Iklan

5 Juni 2025

Di Lembah Sunyi Itu....

 

 

Angin gurun berhembus pelan, menelusup lembut di antara celah jubah tua yang telah berkali-kali bersujud di bumi. Ibrahim berdiri di tepi lembah yang sepi, tatapannya menerobos cakrawala jauh. Malam tadi, ia terbangun oleh mimpi yang tidak bisa ia abaikan. Bukan sekadar bunga tidur, tapi firman yang menyelinap lewat tidur seorang nabi.


“Sembelihlah anakmu.”


Kalimat itu bergema lebih tajam dari pedang. Ia mengguncang tulang, meluruhkan jiwa. Namun Ibrahim bukan lelaki biasa. Ia bukan hanya seorang ayah, tapi juga Khalīlullāh—sahabat Tuhan yang hatinya hanya tahu satu arah: ke atas.


Pagi itu, ia memanggil anaknya. Ismail, remaja yang wajahnya teduh seperti subuh pertama, datang dengan langkah ringan. Di matanya tak ada curiga, tak ada gentar. Dunia ini, baginya, adalah ruang tunduk yang lapang.


“Wahai anakku,” suara Ibrahim parau, “aku melihat dalam tidurku bahwa aku menyembelihmu. Bagaimana pendapatmu?”


Sejenak langit terasa hening. Seperti alam menahan napasnya. Tapi Ismail, anak yang dibesarkan dari air zamzam dan cinta surga, menjawab dengan senyum yang menggigilkan seluruh sejarah:


“Wahai ayah, lakukanlah apa yang diperintahkan. Insya Allah engkau akan mendapati aku termasuk orang-orang yang sabar.”

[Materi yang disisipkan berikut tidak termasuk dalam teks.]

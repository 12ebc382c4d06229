/// Lowercase, dash-separated ASCII slug used in every public URL
/// (`/states/{state}/{city}/{slug}`) and in ETL output directory names.
pub fn slugify(input: &str) -> String {
    let mut slug = String::new();
    let mut last_was_dash = false;

    for ch in input.chars() {
        if ch.is_ascii_alphanumeric() {
            slug.push(ch.to_ascii_lowercase());
            last_was_dash = false;
        } else if ch.is_ascii() && !slug.is_empty() && !last_was_dash {
            slug.push('-');
            last_was_dash = true;
        }
        // Non-ASCII characters are skipped entirely.
    }

    while slug.ends_with('-') {
        slug.pop();
    }

    slug
}

/// Turn a state slug back into the fragment used for a case-insensitive
/// state match (`new-york` -> `new york`).
pub fn unslug_state(slug: &str) -> String {
    slug.replace('-', " ")
}

#[cfg(test)]
mod tests {
    use super::*;

    #[test]
    fn slugify_basic_cases() {
        assert_eq!(slugify("Hello World"), "hello-world");
        assert_eq!(slugify("emoji 😀 test"), "emoji-test");
        assert_eq!(slugify("foo/bar\\baz"), "foo-bar-baz");
    }

    #[test]
    fn slugify_business_names() {
        assert_eq!(slugify("Dryer Vent Wizard of N. Indy"), "dryer-vent-wizard-of-n-indy");
        assert_eq!(slugify("  A+ Vent & Duct  "), "a-vent-duct");
        assert_eq!(slugify("Indiana, United States"), "indiana-united-states");
    }

    #[test]
    fn unslug_state_restores_spaces() {
        assert_eq!(unslug_state("north-carolina"), "north carolina");
        assert_eq!(unslug_state("ohio"), "ohio");
    }
}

Ibrahim menggenggam tangan anaknya. Ia tak menangis. Ia tak menjerit. Tapi dadanya pecah—sepi, senyap, tak berbunyi. Ia tahu, ini bukan soal darah, ini soal iman. Ia tahu, ini bukan ujian terhadap Ismail, ini adalah ujian terhadap cinta terdalamnya: bisakah cinta kepada Tuhan mengalahkan cinta kepada anak?


Mereka pun pergi. Hanya berdua. Tanpa istri. Tanpa kerabat. Hanya ayah dan anak yang berjalan menuju perintah, bukan menuju kematian. Ismail tak bertanya kapan atau di mana. Ia tahu: setiap langkah bersama ayah adalah langkah bersama Tuhan.


Di lembah itu, Ibrahim membaringkan Ismail. Wajah anak itu ditelungkupkan, agar tidak menggoyahkan tangan yang sudah gemetar. Ismail pun memejam, pasrah. Ia bukan takut, hanya rindu pada langit yang memanggil.

Pedang sudah ditajamkan. Pisau itu berkilat di bawah matahari. Lalu turunlah tangan Ibrahim, gemetar namun pasti. Tapi... pisau itu tak melukai.


Tuhan menghentikannya.


“Wahai Ibrahim, sungguh engkau telah membenarkan mimpi itu.”


Tangis tumpah. Langit pun menangis. Dan seekor domba dari surga datang sebagai pengganti. Ismail bangkit dari tanah, memeluk ayahnya, dan di antara isak mereka yang tak bersuara, dunia kembali bersinar.


Sejak itu, lembah itu tidak lagi sepi. Ia menjadi saksi bahwa iman bukan sekadar percaya, tapi melepaskan; bukan sekadar mengikuti, tapi menyerahkan sepenuh jiwa.